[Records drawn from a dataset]
== Segment start ==
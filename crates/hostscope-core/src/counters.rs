//! Counter snapshots and the delta engine.
//!
//! The kernel exposes activity as monotonically increasing counters (CPU
//! ticks, block-device sectors, interface bytes). A [`Snapshot`] captures a
//! set of named counter tuples at one instant; [`delta`] turns two
//! consecutive snapshots into per-interval activity.
//!
//! Rules:
//! - key present in both snapshots: component-wise `current - previous`;
//! - key new in `current`: the raw value (activity since first observed);
//! - any cumulative component went backwards (device replaced, driver
//!   reload): the raw value, i.e. the baseline restarts. Never an error.

use std::collections::BTreeMap;

use crate::error::{Result, SampleError};

/// Bytes per block-layer sector, independent of the device's physical sector size.
pub const SECTOR_BYTES: u64 = 512;

/// A tuple of cumulative counters that can be differenced.
pub trait CounterSet: Copy + std::fmt::Debug {
    /// `self - previous`, or `None` when any cumulative component decreased.
    fn checked_delta(&self, previous: &Self) -> Option<Self>;
}

/// Named counter tuples captured at one instant. Superseded, never mutated.
#[derive(Debug, Clone, PartialEq)]
pub struct Snapshot<T> {
    counters: BTreeMap<String, T>,
}

impl<T> Default for Snapshot<T> {
    fn default() -> Self {
        Self {
            counters: BTreeMap::new(),
        }
    }
}

impl<T: CounterSet> Snapshot<T> {
    pub fn get(&self, key: &str) -> Option<&T> {
        self.counters.get(key)
    }

    pub fn keys(&self) -> impl Iterator<Item = &str> {
        self.counters.keys().map(String::as_str)
    }

    pub fn len(&self) -> usize {
        self.counters.len()
    }

    pub fn is_empty(&self) -> bool {
        self.counters.is_empty()
    }
}

impl<T, K: Into<String>> FromIterator<(K, T)> for Snapshot<T> {
    fn from_iter<I: IntoIterator<Item = (K, T)>>(iter: I) -> Self {
        Self {
            counters: iter.into_iter().map(|(k, v)| (k.into(), v)).collect(),
        }
    }
}

/// Delta for a single key. See the module docs for the reset policy.
pub fn delta_one<T: CounterSet>(key: &str, previous: Option<&T>, current: &T) -> T {
    match previous {
        None => *current,
        Some(prev) => current.checked_delta(prev).unwrap_or_else(|| {
            log::debug!("counter reset on {key}: {prev:?} -> {current:?}, restarting baseline");
            *current
        }),
    }
}

/// Per-key deltas for every key in `current`.
pub fn delta<T: CounterSet>(previous: &Snapshot<T>, current: &Snapshot<T>) -> BTreeMap<String, T> {
    current
        .counters
        .iter()
        .map(|(key, cur)| (key.clone(), delta_one(key, previous.get(key), cur)))
        .collect()
}

/// `part / total * 100`; a zero denominator yields 0.
pub fn percent(part: u64, total: u64) -> f64 {
    if total == 0 {
        return 0.0;
    }
    part as f64 / total as f64 * 100.0
}

/// Round to two decimal places.
pub fn round2(value: f64) -> f64 {
    (value * 100.0).round() / 100.0
}

// ---------------------------------------------------------------------------
// CPU ticks
// ---------------------------------------------------------------------------

/// Aggregate (total, idle) tick counters for one CPU line of `/proc/stat`.
#[derive(Debug, Clone, Copy, Default, PartialEq, Eq)]
pub struct CpuTicks {
    pub total: u64,
    pub idle: u64,
}

impl CpuTicks {
    pub fn new(total: u64, idle: u64) -> Self {
        Self { total, idle }
    }

    /// Parse one `cpu…` line into its identifier and tick counters.
    ///
    /// `total` sums user through steal; guest and guest_nice are already
    /// accounted inside user and nice. `idle` is idle plus iowait.
    pub fn parse_line(line: &str) -> Option<(&str, Self)> {
        let mut parts = line.split_whitespace();
        let name = parts.next()?;
        if !name.starts_with("cpu") {
            return None;
        }
        let fields: Vec<u64> = parts.map(|s| s.parse::<u64>().ok()).collect::<Option<_>>()?;
        if fields.len() < 4 {
            return None;
        }
        let total = fields.iter().take(8).sum();
        let idle = fields[3] + fields.get(4).copied().unwrap_or(0);
        Some((name, Self { total, idle }))
    }

    /// Busy share of this interval, rounded to 2 decimals.
    pub fn utilization(&self) -> f64 {
        round2(percent(self.total.saturating_sub(self.idle), self.total))
    }
}

impl CounterSet for CpuTicks {
    fn checked_delta(&self, previous: &Self) -> Option<Self> {
        Some(Self {
            total: self.total.checked_sub(previous.total)?,
            idle: self.idle.checked_sub(previous.idle)?,
        })
    }
}

/// Parse the CPU lines of `/proc/stat` (aggregate `cpu` plus `cpuN`).
pub fn parse_proc_stat(raw: &str) -> Result<Snapshot<CpuTicks>> {
    let snapshot: Snapshot<CpuTicks> = raw
        .lines()
        .filter_map(CpuTicks::parse_line)
        .collect();
    if snapshot.is_empty() {
        return Err(SampleError::parse("/proc/stat", "no cpu lines"));
    }
    Ok(snapshot)
}

// ---------------------------------------------------------------------------
// Block device statistics
// ---------------------------------------------------------------------------

/// One line of `/sys/block/<dev>/stat`, by field name.
///
/// Kernels before 4.18 stop after `time_in_queue`; before 5.5 after the
/// discard group. Missing trailing fields read as zero.
#[derive(Debug, Clone, Copy, Default, PartialEq, Eq)]
pub struct BlockStat {
    pub read_ios: u64,
    pub read_merges: u64,
    pub read_sectors: u64,
    pub read_ticks: u64,
    pub write_ios: u64,
    pub write_merges: u64,
    pub write_sectors: u64,
    pub write_ticks: u64,
    /// Gauge, not a counter: carried through deltas unchanged.
    pub in_flight: u64,
    pub io_ticks: u64,
    pub time_in_queue: u64,
    pub discard_ios: u64,
    pub discard_merges: u64,
    pub discard_sectors: u64,
    pub discard_ticks: u64,
    pub flush_ios: u64,
    pub flush_ticks: u64,
}

impl BlockStat {
    pub const MIN_FIELDS: usize = 11;

    pub fn parse(raw: &str) -> Result<Self> {
        let fields: Vec<u64> = raw
            .split_whitespace()
            .map(|s| {
                s.parse::<u64>()
                    .map_err(|e| SampleError::parse("block stat", format!("{s:?}: {e}")))
            })
            .collect::<Result<_>>()?;
        if fields.len() < Self::MIN_FIELDS {
            return Err(SampleError::parse(
                "block stat",
                format!("expected at least {} fields, got {}", Self::MIN_FIELDS, fields.len()),
            ));
        }
        let f = |i: usize| fields.get(i).copied().unwrap_or(0);
        Ok(Self {
            read_ios: f(0),
            read_merges: f(1),
            read_sectors: f(2),
            read_ticks: f(3),
            write_ios: f(4),
            write_merges: f(5),
            write_sectors: f(6),
            write_ticks: f(7),
            in_flight: f(8),
            io_ticks: f(9),
            time_in_queue: f(10),
            discard_ios: f(11),
            discard_merges: f(12),
            discard_sectors: f(13),
            discard_ticks: f(14),
            flush_ios: f(15),
            flush_ticks: f(16),
        })
    }

    pub fn read_bytes(&self) -> u64 {
        self.read_sectors.saturating_mul(SECTOR_BYTES)
    }

    pub fn write_bytes(&self) -> u64 {
        self.write_sectors.saturating_mul(SECTOR_BYTES)
    }
}

impl CounterSet for BlockStat {
    fn checked_delta(&self, p: &Self) -> Option<Self> {
        Some(Self {
            read_ios: self.read_ios.checked_sub(p.read_ios)?,
            read_merges: self.read_merges.checked_sub(p.read_merges)?,
            read_sectors: self.read_sectors.checked_sub(p.read_sectors)?,
            read_ticks: self.read_ticks.checked_sub(p.read_ticks)?,
            write_ios: self.write_ios.checked_sub(p.write_ios)?,
            write_merges: self.write_merges.checked_sub(p.write_merges)?,
            write_sectors: self.write_sectors.checked_sub(p.write_sectors)?,
            write_ticks: self.write_ticks.checked_sub(p.write_ticks)?,
            in_flight: self.in_flight,
            io_ticks: self.io_ticks.checked_sub(p.io_ticks)?,
            time_in_queue: self.time_in_queue.checked_sub(p.time_in_queue)?,
            discard_ios: self.discard_ios.checked_sub(p.discard_ios)?,
            discard_merges: self.discard_merges.checked_sub(p.discard_merges)?,
            discard_sectors: self.discard_sectors.checked_sub(p.discard_sectors)?,
            discard_ticks: self.discard_ticks.checked_sub(p.discard_ticks)?,
            flush_ios: self.flush_ios.checked_sub(p.flush_ios)?,
            flush_ticks: self.flush_ticks.checked_sub(p.flush_ticks)?,
        })
    }
}

// ---------------------------------------------------------------------------
// Network interface byte counters
// ---------------------------------------------------------------------------

/// Received/transmitted byte counters for one interface.
#[derive(Debug, Clone, Copy, Default, PartialEq, Eq)]
pub struct NetBytes {
    pub rx: u64,
    pub tx: u64,
}

impl CounterSet for NetBytes {
    fn checked_delta(&self, previous: &Self) -> Option<Self> {
        Some(Self {
            rx: self.rx.checked_sub(previous.rx)?,
            tx: self.tx.checked_sub(previous.tx)?,
        })
    }
}

/// Parse `/proc/net/dev`. Malformed interface lines are skipped.
pub fn parse_net_dev(raw: &str) -> Snapshot<NetBytes> {
    raw.lines()
        .skip(2)
        .filter_map(|line| {
            let (iface, stats) = line.split_once(':')?;
            let fields: Vec<u64> = stats
                .split_whitespace()
                .filter_map(|s| s.parse::<u64>().ok())
                .collect();
            if fields.len() < 16 {
                return None;
            }
            Some((
                iface.trim().to_string(),
                NetBytes {
                    rx: fields[0],
                    tx: fields[8],
                },
            ))
        })
        .collect()
}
== Segment end ==
_Directions_
Scan the entries above, and wherever a line holds the string "cumulative", copy it.

_Solution to this problem_
//! - any cumulative component went backwards (device replaced, driver
/// A tuple of cumulative counters that can be differenced.
    /// `self - previous`, or `None` when any cumulative component decreased.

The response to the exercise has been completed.